→ Data in this exercise:
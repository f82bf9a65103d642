use image::{Rgb, RgbImage};
use skincal::CalibrationError;
use skincal::segmentation::background::{
    BACKGROUND, BackgroundSubtractor, FOREGROUND, MixtureConfig, foreground_mask,
};
use skincal::segmentation::color::ycrcb_from_rgb;

mod common;
use common::*;

#[test]
fn test_first_frame_is_all_foreground() -> anyhow::Result<()> {
    let mut subtractor = BackgroundSubtractor::new(MixtureConfig::quick_learning());
    let mask = subtractor.apply(&ycrcb_from_rgb(&background_frame()), None)?;

    assert_eq!(subtractor.frames_seen(), 1);
    assert!(mask.pixels().all(|p| p[0] == FOREGROUND));
    Ok(())
}

#[test]
fn test_quick_learning_isolates_the_hand() -> anyhow::Result<()> {
    let background = ycrcb_from_rgb(&background_frame());
    let hand = ycrcb_from_rgb(&hand_frame());
    let mask = foreground_mask(&background, &hand, &MixtureConfig::quick_learning())?;

    for (x, y, p) in mask.enumerate_pixels() {
        let expected = if in_patch(x, y) { FOREGROUND } else { BACKGROUND };
        assert_eq!(p[0], expected, "pixel ({}, {})", x, y);
    }
    Ok(())
}

#[test]
fn test_small_changes_stay_background() -> anyhow::Result<()> {
    let background = ycrcb_from_rgb(&background_frame());
    // A few levels of sensor noise
    let noisy = ycrcb_from_rgb(&RgbImage::from_pixel(WIDTH, HEIGHT, Rgb([45, 63, 86])));
    let mask = foreground_mask(&background, &noisy, &MixtureConfig::quick_learning())?;

    assert!(mask.pixels().all(|p| p[0] == BACKGROUND));
    Ok(())
}

#[test]
fn test_static_scene_is_learned_over_time() -> anyhow::Result<()> {
    let mut subtractor = BackgroundSubtractor::new(MixtureConfig::default());
    let background = ycrcb_from_rgb(&background_frame());
    for _ in 0..5 {
        subtractor.apply(&background, None)?;
    }
    let mask = subtractor.apply(&background, None)?;
    assert!(mask.pixels().all(|p| p[0] == BACKGROUND));

    let mask = subtractor.apply(&ycrcb_from_rgb(&hand_frame()), None)?;
    assert_eq!(mask.get_pixel(10, 10)[0], FOREGROUND);
    assert_eq!(mask.get_pixel(0, 0)[0], BACKGROUND);
    Ok(())
}

#[test]
fn test_darker_copy_is_reported_as_shadow() -> anyhow::Result<()> {
    let config = MixtureConfig::default();
    let mut subtractor = BackgroundSubtractor::new(config.clone());
    let lit = RgbImage::from_pixel(4, 4, Rgb([100, 100, 100]));
    let shaded = RgbImage::from_pixel(4, 4, Rgb([60, 60, 60]));

    // Feed the YCrCb-packed buffers directly so the shadow ratio is exact
    subtractor.apply(&lit, None)?;
    subtractor.apply(&lit, None)?;
    let mask = subtractor.apply(&shaded, None)?;

    assert!(mask.pixels().all(|p| p[0] == config.shadow_value));
    Ok(())
}

#[test]
fn test_shadows_disabled_reports_foreground() -> anyhow::Result<()> {
    let config = MixtureConfig {
        detect_shadows: false,
        ..MixtureConfig::default()
    };
    let mut subtractor = BackgroundSubtractor::new(config);
    let lit = RgbImage::from_pixel(4, 4, Rgb([100, 100, 100]));
    let shaded = RgbImage::from_pixel(4, 4, Rgb([60, 60, 60]));

    subtractor.apply(&lit, None)?;
    subtractor.apply(&lit, None)?;
    let mask = subtractor.apply(&shaded, None)?;

    assert!(mask.pixels().all(|p| p[0] == FOREGROUND));
    Ok(())
}

#[test]
fn test_frame_size_change_is_rejected() -> anyhow::Result<()> {
    let mut subtractor = BackgroundSubtractor::new(MixtureConfig::quick_learning());
    subtractor.apply(&RgbImage::new(4, 4), None)?;

    let err = subtractor.apply(&RgbImage::new(5, 4), None).unwrap_err();
    assert!(matches!(err, CalibrationError::DimensionMismatch { .. }));

    subtractor.reset();
    assert_eq!(subtractor.frames_seen(), 0);
    subtractor.apply(&RgbImage::new(5, 4), None)?;
    Ok(())
}

#[test]
fn test_invalid_config_is_rejected() {
    let mut subtractor = BackgroundSubtractor::new(MixtureConfig {
        history: 0,
        ..MixtureConfig::quick_learning()
    });
    let err = subtractor.apply(&RgbImage::new(2, 2), None).unwrap_err();
    assert!(matches!(err, CalibrationError::InvalidParameter { .. }));
}

#[test]
fn test_empty_first_frame_still_fixes_the_size() -> anyhow::Result<()> {
    let mut subtractor = BackgroundSubtractor::new(MixtureConfig::quick_learning());
    let mask = subtractor.apply(&RgbImage::new(0, 0), None)?;
    assert_eq!(mask.dimensions(), (0, 0));

    let err = subtractor.apply(&RgbImage::new(4, 4), None).unwrap_err();
    assert!(matches!(
        err,
        CalibrationError::DimensionMismatch { expected_width: 0, actual_width: 4, .. }
    ));
    assert_eq!(subtractor.frames_seen(), 1);
    Ok(())
}

#[test]
fn test_zero_learning_rate_freezes_the_model() -> anyhow::Result<()> {
    let background = ycrcb_from_rgb(&background_frame());
    let hand = ycrcb_from_rgb(&hand_frame());

    let mut subtractor = BackgroundSubtractor::new(MixtureConfig::quick_learning());
    // The first frame always initialises the model, whatever rate is asked for
    subtractor.apply(&background, Some(0.0))?;
    let mask = subtractor.apply(&background, Some(0.0))?;
    assert!(mask.pixels().all(|p| p[0] == BACKGROUND));

    for _ in 0..2 {
        let mask = subtractor.apply(&hand, Some(0.0))?;
        assert_eq!(mask.get_pixel(10, 10)[0], FOREGROUND);
        assert_eq!(mask.get_pixel(0, 0)[0], BACKGROUND);
    }
    Ok(())
}

#[test]
fn test_automatic_rate_absorbs_a_still_hand() -> anyhow::Result<()> {
    let background = ycrcb_from_rgb(&background_frame());
    let hand = ycrcb_from_rgb(&hand_frame());

    let mut subtractor = BackgroundSubtractor::new(MixtureConfig::quick_learning());
    subtractor.apply(&background, None)?;
    let mask = subtractor.apply(&hand, None)?;
    assert_eq!(mask.get_pixel(10, 10)[0], FOREGROUND);

    let mask = subtractor.apply(&hand, None)?;
    assert_eq!(mask.get_pixel(10, 10)[0], BACKGROUND);
    Ok(())
}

→ What the exercise asks:
Transcribe the full set of records without altering a single character.

→ Answer box:
repository f82bf9a65103d642
use image::{Rgb, RgbImage};
use skincal::CalibrationError;
use skincal::segmentation::background::{
    BACKGROUND, BackgroundSubtractor, FOREGROUND, MixtureConfig, foreground_mask,
};
use skincal::segmentation::color::ycrcb_from_rgb;

mod common;
use common::*;

#[test]
fn test_first_frame_is_all_foreground() -> anyhow::Result<()> {
    let mut subtractor = BackgroundSubtractor::new(MixtureConfig::quick_learning());
    let mask = subtractor.apply(&ycrcb_from_rgb(&background_frame()), None)?;

    assert_eq!(subtractor.frames_seen(), 1);
    assert!(mask.pixels().all(|p| p[0] == FOREGROUND));
    Ok(())
}

#[test]
fn test_quick_learning_isolates_the_hand() -> anyhow::Result<()> {
    let background = ycrcb_from_rgb(&background_frame());
    let hand = ycrcb_from_rgb(&hand_frame());
    let mask = foreground_mask(&background, &hand, &MixtureConfig::quick_learning())?;

    for (x, y, p) in mask.enumerate_pixels() {
        let expected = if in_patch(x, y) { FOREGROUND } else { BACKGROUND };
        assert_eq!(p[0], expected, "pixel ({}, {})", x, y);
    }
    Ok(())
}

#[test]
fn test_small_changes_stay_background() -> anyhow::Result<()> {
    let background = ycrcb_from_rgb(&background_frame());
    // A few levels of sensor noise
    let noisy = ycrcb_from_rgb(&RgbImage::from_pixel(WIDTH, HEIGHT, Rgb([45, 63, 86])));
    let mask = foreground_mask(&background, &noisy, &MixtureConfig::quick_learning())?;

    assert!(mask.pixels().all(|p| p[0] == BACKGROUND));
    Ok(())
}

#[test]
fn test_static_scene_is_learned_over_time() -> anyhow::Result<()> {
    let mut subtractor = BackgroundSubtractor::new(MixtureConfig::default());
    let background = ycrcb_from_rgb(&background_frame());
    for _ in 0..5 {
        subtractor.apply(&background, None)?;
    }
    let mask = subtractor.apply(&background, None)?;
    assert!(mask.pixels().all(|p| p[0] == BACKGROUND));

    let mask = subtractor.apply(&ycrcb_from_rgb(&hand_frame()), None)?;
    assert_eq!(mask.get_pixel(10, 10)[0], FOREGROUND);
    assert_eq!(mask.get_pixel(0, 0)[0], BACKGROUND);
    Ok(())
}

#[test]
fn test_darker_copy_is_reported_as_shadow() -> anyhow::Result<()> {
    let config = MixtureConfig::default();
    let mut subtractor = BackgroundSubtractor::new(config.clone());
    let lit = RgbImage::from_pixel(4, 4, Rgb([100, 100, 100]));
    let shaded = RgbImage::from_pixel(4, 4, Rgb([60, 60, 60]));

    // Feed the YCrCb-packed buffers directly so the shadow ratio is exact
    subtractor.apply(&lit, None)?;
    subtractor.apply(&lit, None)?;
    let mask = subtractor.apply(&shaded, None)?;

    assert!(mask.pixels().all(|p| p[0] == config.shadow_value));
    Ok(())
}

#[test]
fn test_shadows_disabled_reports_foreground() -> anyhow::Result<()> {
    let config = MixtureConfig {
        detect_shadows: false,
        ..MixtureConfig::default()
    };
    let mut subtractor = BackgroundSubtractor::new(config);
    let lit = RgbImage::from_pixel(4, 4, Rgb([100, 100, 100]));
    let shaded = RgbImage::from_pixel(4, 4, Rgb([60, 60, 60]));

    subtractor.apply(&lit, None)?;
    subtractor.apply(&lit, None)?;
    let mask = subtractor.apply(&shaded, None)?;

    assert!(mask.pixels().all(|p| p[0] == FOREGROUND));
    Ok(())
}

#[test]
fn test_frame_size_change_is_rejected() -> anyhow::Result<()> {
    let mut subtractor = BackgroundSubtractor::new(MixtureConfig::quick_learning());
    subtractor.apply(&RgbImage::new(4, 4), None)?;

    let err = subtractor.apply(&RgbImage::new(5, 4), None).unwrap_err();
    assert!(matches!(err, CalibrationError::DimensionMismatch { .. }));

    subtractor.reset();
    assert_eq!(subtractor.frames_seen(), 0);
    subtractor.apply(&RgbImage::new(5, 4), None)?;
    Ok(())
}

#[test]
fn test_invalid_config_is_rejected() {
    let mut subtractor = BackgroundSubtractor::new(MixtureConfig {
        history: 0,
        ..MixtureConfig::quick_learning()
    });
    let err = subtractor.apply(&RgbImage::new(2, 2), None).unwrap_err();
    assert!(matches!(err, CalibrationError::InvalidParameter { .. }));
}

#[test]
fn test_empty_first_frame_still_fixes_the_size() -> anyhow::Result<()> {
    let mut subtractor = BackgroundSubtractor::new(MixtureConfig::quick_learning());
    let mask = subtractor.apply(&RgbImage::new(0, 0), None)?;
    assert_eq!(mask.dimensions(), (0, 0));

    let err = subtractor.apply(&RgbImage::new(4, 4), None).unwrap_err();
    assert!(matches!(
        err,
        CalibrationError::DimensionMismatch { expected_width: 0, actual_width: 4, .. }
    ));
    assert_eq!(subtractor.frames_seen(), 1);
    Ok(())
}

#[test]
fn test_zero_learning_rate_freezes_the_model() -> anyhow::Result<()> {
    let background = ycrcb_from_rgb(&background_frame());
    let hand = ycrcb_from_rgb(&hand_frame());

    let mut subtractor = BackgroundSubtractor::new(MixtureConfig::quick_learning());
    // The first frame always initialises the model, whatever rate is asked for
    subtractor.apply(&background, Some(0.0))?;
    let mask = subtractor.apply(&background, Some(0.0))?;
    assert!(mask.pixels().all(|p| p[0] == BACKGROUND));

    for _ in 0..2 {
        let mask = subtractor.apply(&hand, Some(0.0))?;
        assert_eq!(mask.get_pixel(10, 10)[0], FOREGROUND);
        assert_eq!(mask.get_pixel(0, 0)[0], BACKGROUND);
    }
    Ok(())
}

#[test]
fn test_automatic_rate_absorbs_a_still_hand() -> anyhow::Result<()> {
    let background = ycrcb_from_rgb(&background_frame());
    let hand = ycrcb_from_rgb(&hand_frame());

    let mut subtractor = BackgroundSubtractor::new(MixtureConfig::quick_learning());
    subtractor.apply(&background, None)?;
    let mask = subtractor.apply(&hand, None)?;
    assert_eq!(mask.get_pixel(10, 10)[0], FOREGROUND);

    let mask = subtractor.apply(&hand, None)?;
    assert_eq!(mask.get_pixel(10, 10)[0], BACKGROUND);
    Ok(())
}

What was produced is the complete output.